How I Converted Thousands of Markdown Files to DITA XML Using TypeScript

This story happened in mid-2023. I finally found enough free time to write about it.

Manually converting Markdown to DITA isn’t fun

I used to work for a company that used DITA XML for its documentation. For reasons I cannot discuss due to NDAs, a few of their products used Markdown (MkDocs) for their documentation instead of DITA.

Running both systems in parallel seemed fine at first. However, it eventually caused problems when we started integrating those products with the rest of our portfolio, which used DITA for documentation. We needed to reuse content and keep it synchronized, which meant manually recreating most things. After a few weeks of manually copy-pasting content, my manager decided we should migrate everything to DITA XML.
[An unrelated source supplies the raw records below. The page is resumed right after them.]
#![allow(dead_code)]

use std::fs;
use std::path::Path;

use serde_json::Value;
use tempfile::TempDir;

/// Builder for temporary module directory trees.
///
/// Layout matches what `JsonModuleLoader` expects:
/// - root modules as `<name>.json`
/// - packages under `modules/<identifier>/` with a `package.json` manifest
///
/// The `write_*` methods work after construction too, to simulate on-disk
/// edits in reload tests.
pub struct ModuleDirBuilder {
    dir: TempDir,
}

impl ModuleDirBuilder {
    pub fn new() -> Self {
        Self {
            dir: TempDir::new().expect("failed to create temp module dir"),
        }
    }

    /// Add `<name>.json` at the root.
    pub fn with_module(self, name: &str, doc: &Value) -> Self {
        self.write_module(name, doc);
        self
    }

    /// Add a package under `modules/<identifier>/` whose manifest points at
    /// `main`.
    pub fn with_package(self, identifier: &str, main: &str, doc: &Value) -> Self {
        let root = self.dir.path().join("modules").join(identifier);
        fs::create_dir_all(&root).expect("failed to create package dir");
        let manifest = serde_json::json!({ "name": identifier, "main": main });
        write_json(&root.join("package.json"), &manifest);
        write_json(&root.join(main), doc);
        self
    }

    /// Overwrite a root module file.
    pub fn write_module(&self, name: &str, doc: &Value) {
        write_json(&self.dir.path().join(format!("{name}.json")), doc);
    }

    /// Overwrite a file inside a package directory.
    pub fn write_package_file(&self, identifier: &str, rel: &str, doc: &Value) {
        let root = self.dir.path().join("modules").join(identifier);
        write_json(&root.join(rel), doc);
    }

    /// Overwrite a package manifest.
    pub fn write_package_manifest(&self, identifier: &str, manifest: &Value) {
        self.write_package_file(identifier, "package.json", manifest);
    }

    pub fn path(&self) -> &Path {
        self.dir.path()
    }

    /// Absolute path of a package root, as the loader will resolve it.
    pub fn package_root(&self, identifier: &str) -> std::path::PathBuf {
        self.dir.path().join("modules").join(identifier)
    }
}

impl Default for ModuleDirBuilder {
    fn default() -> Self {
        Self::new()
    }
}

fn write_json(path: &Path, doc: &Value) {
    let text = serde_json::to_string_pretty(doc).expect("failed to serialize document");
    fs::write(path, text).unwrap_or_else(|e| panic!("failed to write {path:?}: {e}"));
}
// src/loader/json.rs

//! Production loader for JSON module files and packages.
//!
//! Resolution rules:
//! - A file identifier resolves to the first of `<p>`, `<p>.json`,
//!   `<p>/index.json` that exists, canonicalized.
//! - A package identifier `name` resolves to `<root>/modules/<name>/`,
//!   which must contain a `package.json` manifest. The manifest's `"main"`
//!   field (default `index.json`) names the package's main file.
//!
//! Parsed documents are cached by canonical path; `forget` drops a single
//! entry and `forget_package` drops everything under a package root, so a
//! subsequent load reads fresh bytes.

use std::collections::HashMap;
use std::ffi::OsString;
use std::path::{Path, PathBuf};
use std::sync::{Arc, Mutex, PoisonError};

use tracing::debug;

use crate::types::SharedArtifact;

use super::{Loader, LoaderError};

/// Manifest file watched for package registrations.
pub const PACKAGE_MANIFEST: &str = "package.json";
/// Main file used when the manifest has no `"main"` field.
pub const DEFAULT_PACKAGE_MAIN: &str = "index.json";
/// Directory under the loader root where packages are installed.
pub const PACKAGE_DIR: &str = "modules";

#[derive(Debug)]
pub struct JsonModuleLoader {
    root: PathBuf,
    cache: Mutex<HashMap<PathBuf, SharedArtifact>>,
}

impl JsonModuleLoader {
    pub fn new(root: impl Into<PathBuf>) -> Self {
        Self {
            root: root.into(),
            cache: Mutex::new(HashMap::new()),
        }
    }

    /// Number of cached documents. Exposed for tests.
    pub fn cached_len(&self) -> usize {
        self.lock_cache().len()
    }

    fn lock_cache(&self) -> std::sync::MutexGuard<'_, HashMap<PathBuf, SharedArtifact>> {
        self.cache.lock().unwrap_or_else(PoisonError::into_inner)
    }

    fn read_document(path: &Path) -> Result<SharedArtifact, LoaderError> {
        let contents = std::fs::read_to_string(path).map_err(|source| LoaderError::Io {
            path: path.to_path_buf(),
            source,
        })?;
        let value = serde_json::from_str(&contents).map_err(|source| LoaderError::Parse {
            path: path.to_path_buf(),
            source,
        })?;
        Ok(Arc::new(value))
    }
}

/// `<p>` with `.json` appended (not substituted, so `a.b` becomes
/// `a.b.json`).
fn with_json_suffix(path: &Path) -> PathBuf {
    let mut s: OsString = path.as_os_str().to_os_string();
    s.push(".json");
    PathBuf::from(s)
}

impl Loader for JsonModuleLoader {
    fn resolve(&self, path: &Path) -> Result<PathBuf, LoaderError> {
        let candidates = [
            path.to_path_buf(),
            with_json_suffix(path),
            path.join(DEFAULT_PACKAGE_MAIN),
        ];
        for candidate in &candidates {
            if candidate.is_file() {
                return candidate.canonicalize().map_err(|source| LoaderError::Io {
                    path: candidate.clone(),
                    source,
                });
            }
        }
        Err(LoaderError::Resolution(format!(
            "no module file for {}",
            path.display()
        )))
    }

    fn load(&self, canonical: &Path) -> Result<SharedArtifact, LoaderError> {
        if let Some(artifact) = self.lock_cache().get(canonical) {
            return Ok(Arc::clone(artifact));
        }

        debug!(path = ?canonical, "cache miss: reading module document");
        let artifact = Self::read_document(canonical)?;
        self.lock_cache()
            .insert(canonical.to_path_buf(), Arc::clone(&artifact));
        Ok(artifact)
    }

    fn forget(&self, canonical: &Path) {
        if self.lock_cache().remove(canonical).is_some() {
            debug!(path = ?canonical, "forgot cached document");
        }
    }

    fn resolve_package_root(&self, identifier: &str) -> Result<PathBuf, LoaderError> {
        let dir = self.root.join(PACKAGE_DIR).join(identifier);
        if !dir.join(PACKAGE_MANIFEST).is_file() {
            return Err(LoaderError::Resolution(format!(
                "cannot get package base directory for \"{identifier}\""
            )));
        }
        dir.canonicalize().map_err(|source| LoaderError::Io {
            path: dir,
            source,
        })
    }

    fn resolve_package_main(&self, root: &Path) -> Result<PathBuf, LoaderError> {
        let manifest = self.resolve(&root.join(PACKAGE_MANIFEST))?;
        let doc = self.load(&manifest)?;
        let main = doc
            .get("main")
            .and_then(|v| v.as_str())
            .unwrap_or(DEFAULT_PACKAGE_MAIN);
        self.resolve(&root.join(main))
    }

    fn forget_package(&self, root: &Path) {
        let root = root.canonicalize().unwrap_or_else(|_| root.to_path_buf());
        let mut cache = self.lock_cache();
        let before = cache.len();
        cache.retain(|path, _| !path.starts_with(&root));
        let dropped = before - cache.len();
        if dropped > 0 {
            debug!(root = ?root, dropped, "forgot cached package documents");
        }
    }
}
How should we handle the migration?

At first, my manager suggested using ChatGPT or writing a script to pass everything to the GPT-3.5/4 API. I was not convinced by these options.

First, we were dealing with confidential company information. We did not have company-approved ChatGPT licenses, and getting approval from the InfoSec department would take weeks or months. We did have authorization to use the GPT-3.5 and GPT-4 APIs, but I still did not think that was the best solution. Processing large volumes of XML could cause our API costs to skyrocket, especially with GPT-4. Additionally, I knew my coworkers would not want to use a command-line interface multiple times a day just to do their jobs. There had to be a better way.

After searching online and brainstorming with the newly launched Bing Chat, I came up with an interesting solution: creating a desktop app that transformed Markdown to DITA.

The logic was straightforward:

Load the Markdown files into the application.
Transform the files to HTML.
Manipulate that HTML into structural DITA XML using standard developer tools.

Analyzing the source Markdown

Before writing any code, I needed to check the source Markdown to see what I was dealing with. I had never looked at our Markdown source repositories before; all I knew was that “it’s just Markdown.”

After getting access to the repositories, I analyzed the files in our most active projects (the ones we were currently converting to DITA manually). After a couple of days of analysis, I made some interesting discoveries:

It wasn’t just Markdown: We were using MkDocs with heavy extensions for admonitions, collapsible sections, and content snippets.
Tons of raw HTML: Authors were using embedded HTML tags as workarounds for Markdown’s styling limitations, like raw HTML tables or inline breaks <br> to force layouts.
Massive files: We had articles stretching over 3,000 lines. Fortunately, most of these were just giant HTML tables.
Consistency helped: Fortunately, every Markdown file contained exactly one H1 header. This consistency proved very helpful later on.

With this information, I established a few clear requirements:

Good performance: The tool needed to process hundreds of these large files quickly.
Extensibility: I needed a Markdown library that either supported our exact MkDocs syntax out of the box or allowed me to add custom syntax rules easily.

Selecting the tech stack

I wanted to choose between Go and JavaScript, as those were the languages I knew best. I also needed a framework that made prototyping fast and easy, since it had been a few years since my last major development project.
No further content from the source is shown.